When Smith looks at Georges St-Pierre’s inability to participate in a boxing match with Oscar De La Hoya, she draws a direct line between the former UFC champion’s fate and his decision to drop an effort for create a collective agreement for combatants.
Smith, who faced Cris Cyborg for the Bellator 259 title on Friday, believes St-Pierre would be able to fight De La Hoya if the Ali Act were applied to MMA. The UFC contract St-Pierre signed in 2016 would be precluded by law that protects fighters from onerous long-term contracts, she said, and the promotion would not have the power to block future fights.
UFC President Dana White declined to consider loaning St-Pierre to face De La Hoya in a game promoted by Triller Fight Club, denigrating the promotion’s repeated efforts to gain permission.
But Smith also said St-Pierre could have prevented such a result before that had he seen things come to fruition with the MMA Athletes Association, a short-lived organizing effort in which he played a major role.
“One of the things about Ali’s Law is that it prevents these long-term contracts, and that’s exactly what Dana White is using to prevent GSP from having this fight,” Smith told MMA Fighting. “But you know what would have made an even bigger difference in all of this is if GSP had maintained their organizing effort that they started in 2017. I believe they had the best leadership setup than anyone else. world would have followed, and that if they had been convinced and stuck with that something would have happened.

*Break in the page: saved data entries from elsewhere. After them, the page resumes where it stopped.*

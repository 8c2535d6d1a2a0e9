//! Error taxonomy for ledger and rewards API operations.

use thiserror::Error;

#[derive(Error, Debug, Clone, PartialEq)]
pub enum BotError {
    /// Endpoint unreachable, handshake failed, or wrong chain
    #[error("Connection error ({endpoint}): {reason}")]
    Connection { endpoint: String, reason: String },

    /// Login rejected or no token in the response
    #[error("Authentication failed: {reason}")]
    Auth {
        reason: String,
        status: Option<u16>,
        body: Option<String>,
    },

    /// Read-only call failed
    #[error("Query '{what}' failed: {reason}")]
    Query { what: String, reason: String },

    /// Transaction rejected, reverted, dropped or timed out
    #[error("Transaction '{action}' failed: {reason}")]
    Transaction { action: String, reason: String },

    /// Secret key could not be turned into a signer
    #[error("Invalid credential: {0}")]
    Credential(String),
}

impl BotError {
    pub fn query(what: &str, reason: impl ToString) -> Self {
        BotError::Query {
            what: what.to_string(),
            reason: reason.to_string(),
        }
    }

    pub fn transaction(action: &str, reason: impl ToString) -> Self {
        BotError::Transaction {
            action: action.to_string(),
            reason: reason.to_string(),
        }
    }

    pub fn connection(endpoint: &str, reason: impl ToString) -> Self {
        BotError::Connection {
            endpoint: endpoint.to_string(),
            reason: reason.to_string(),
        }
    }
}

“As we know, they gave up on that effort, and GSP got a contract to fight in the UFC for a title after several years away, immediately after doing so. [union] effort. It would have made the biggest difference if they hadn’t.
In 2017, St-Pierre said his new contract with the UFC did not mean he was done with MMAAA, but that the group subsequently failed because they failed to gain support from the current fighters. . Smith later co-founded his own group to organize fighters called Project Spearhead. The group sought to recruit 30% of active UFC roster members to sign union clearance cards that would trigger a review to determine if they are independent contractors – as they are currently classified – or employees with the right to form a trade union.
Although Project Spearhead did not achieve that goal, Smith continues to advocate for fighters to organize to create a collective agreement that she believes would balance the scales of power between fighters and promotions. In the meantime, she is studying work at the Rutgers School of Management and Labor Relations as she reboots her MMA career at Bellator after her release from the UFC sparked a work complaint.
Since picking up the books, Smith not only sees the fighting game differently, but the actual cage fights, which she says will help her overcome the challenge of beating Cyborg, who stopped her in one. turn when they met at UFC five. since.
Rather than meeting strength with strength and potency with potency, Smith aims to use a little more of that finesse to outsmart Cyborg.
“Before, my fighting mentality was that I didn’t care if I got hit, as long as I could hit them back,” she said. “I had so much fun throwing punches that they weren’t even always accurate. I was just like, ‘Woo, look at me, I’m doing this!’ And it’s more important to do it right than to just do it.